A new study published by the San Fransisco Fed yesterday confirms what a few of us have seen all along: trillions of Fed bond purchases over the past 3 years have added maybe a miniscule .13 to annual GDP growth:
“QE2 was announced in the fourth quarter of 2010. Real GDP growth in that quarter was 1.1% and personal consumption expenditure price index (PCEPI) inflation excluding food and energy was 0.8%. Our estimates suggest that, without LSAPs (Large scale asset purchases), real GDP growth would have been about 0.97% and core PCEPI inflation about 0.77%.”

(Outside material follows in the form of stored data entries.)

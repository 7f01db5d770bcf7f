use std::panic::AssertUnwindSafe;
use std::sync::Arc;
use std::time::Instant;

use futures::FutureExt;
use tokio::sync::{mpsc, Semaphore};
use tokio_util::sync::CancellationToken;
use tracing::Instrument;

use crate::application::ports::{EventNotifier, JobEvent, JobRepository, RepositoryError};
use crate::application::services::{JobMessage, PipelineError, PipelineRunner};
use crate::domain::Job;

/// Everything a delivery needs, shared by every in-flight job task.
struct WorkerContext {
    jobs: Arc<dyn JobRepository>,
    pipeline: Arc<PipelineRunner>,
    notifier: Arc<dyn EventNotifier>,
    shutdown: CancellationToken,
}

/// Consumes the job topic. Deliveries run on spawned tasks bounded by a
/// semaphore of `worker_concurrency` permits; the subscription contract
/// is at-least-once, so a delivered job already in a terminal state is
/// acknowledged without re-running.
pub struct TranscriptionWorker {
    receiver: mpsc::Receiver<JobMessage>,
    concurrency: Arc<Semaphore>,
    max_permits: u32,
    ctx: Arc<WorkerContext>,
}

impl TranscriptionWorker {
    pub fn new(
        receiver: mpsc::Receiver<JobMessage>,
        jobs: Arc<dyn JobRepository>,
        pipeline: Arc<PipelineRunner>,
        notifier: Arc<dyn EventNotifier>,
        worker_concurrency: usize,
        shutdown: CancellationToken,
    ) -> Self {
        let max_permits = worker_concurrency.max(1) as u32;
        Self {
            receiver,
            concurrency: Arc::new(Semaphore::new(max_permits as usize)),
            max_permits,
            ctx: Arc::new(WorkerContext {
                jobs,
                pipeline,
                notifier,
                shutdown,
            }),
        }
    }

    pub async fn run(mut self) {
        tracing::info!(concurrency = self.max_permits, "Transcription worker started");
        loop {
            let msg = tokio::select! {
                _ = self.ctx.shutdown.cancelled() => break,
                msg = self.receiver.recv() => match msg {
                    Some(msg) => msg,
                    None => break,
                },
            };

            let permit = match Arc::clone(&self.concurrency).acquire_owned().await {
                Ok(permit) => permit,
                Err(_) => break,
            };

            let ctx = Arc::clone(&self.ctx);
            tokio::spawn(async move {
                process_delivery(ctx, msg).await;
                drop(permit);
            });
        }

        // Drain: wait for in-flight deliveries before reporting stopped.
        let _ = self.concurrency.acquire_many(self.max_permits).await;
        tracing::info!("Transcription worker stopped");
    }
}

async fn process_delivery(ctx: Arc<WorkerContext>, msg: JobMessage) {
    let span = tracing::info_span!("transcription_job", job_id = %msg.job_id, url = %msg.source_url);
    handle_delivery(ctx, msg).instrument(span).await
}

async fn handle_delivery(ctx: Arc<WorkerContext>, msg: JobMessage) {
    let started = Instant::now();

    let job = match ctx.jobs.get(msg.job_id).await {
        Ok(Some(job)) => job,
        Ok(None) => {
            tracing::warn!("Delivered job has no record, dropping");
            return;
        }
        Err(e) => {
            tracing::error!(error = %e, "Failed to load delivered job");
            return;
        }
    };

    if job.status.is_terminal() {
        tracing::debug!(status = %job.status, "Duplicate delivery of terminal job, skipping");
        return;
    }

    // Non-terminal redeliveries (including jobs stranded in `running`
    // by a killed worker) restart from stage one. A no-op transition
    // fires no event.
    match ctx.jobs.mark_running(msg.job_id).await {
        Ok(Some(running)) => ctx.notifier.notify(&JobEvent::started(&running)).await,
        Ok(None) => {
            tracing::debug!("Job already running, restarting without a started event");
        }
        Err(e) => {
            tracing::error!(error = %e, "Failed to mark job running");
            return;
        }
    }

    let result = AssertUnwindSafe(ctx.pipeline.run(job.id, &job.source_url, &ctx.shutdown))
        .catch_unwind()
        .await
        .unwrap_or_else(|_| Err(PipelineError::Internal("pipeline panicked".to_string())));

    let processing_ms = started.elapsed().as_millis() as u64;

    match result {
        Ok(output) => {
            match ctx
                .jobs
                .mark_complete(job.id, &output.transcript, &output.segments, output.artifacts)
                .await
            {
                Ok(Some(job)) => {
                    tracing::info!(processing_ms, "Job completed");
                    ctx.notifier.notify(&JobEvent::completed(&job, processing_ms)).await;
                }
                Ok(None) => {
                    tracing::debug!("Job already complete, skipping webhook");
                }
                Err(e) => log_store_failure(&job, e),
            }
        }
        Err(e) if e.is_cancelled() => {
            // Shutdown mid-pipeline: the job stays `running` so a later
            // redelivery can restart it.
            tracing::info!("Pipeline cancelled, leaving job running for redelivery");
        }
        Err(e) => {
            match ctx.jobs.mark_error(job.id, &e.to_string()).await {
                Ok(Some(job)) => {
                    tracing::error!(error = %e, processing_ms, "Job failed");
                    ctx.notifier.notify(&JobEvent::failed(&job, processing_ms)).await;
                }
                Ok(None) => {
                    tracing::debug!("Job already failed, skipping webhook");
                }
                Err(store_err) => log_store_failure(&job, store_err),
            }
        }
    }
}

fn log_store_failure(job: &Job, e: RepositoryError) {
    tracing::error!(job_id = %job.id, error = %e, "Failed to persist job outcome");
}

The report does not go into an assessment of the negative impacts, costs and systemic risks magnified by the Fed’s asset purchase programs over time. A full cost accounting that did include these factors would no doubt come up with an even more negative assessment.
“Asset purchase programs like QE2 appear to have, at best, moderate effects on economic growth and inflation. Research suggests that the key reason these effects are limited is that bond market segmentation is small. Moreover, the magnitude of LSAP effects depends greatly on expectations for interest rate policy, but those effects are weaker and more uncertain than conventional interest rate policy.” See: How stimulatory are large-scale asset purchases?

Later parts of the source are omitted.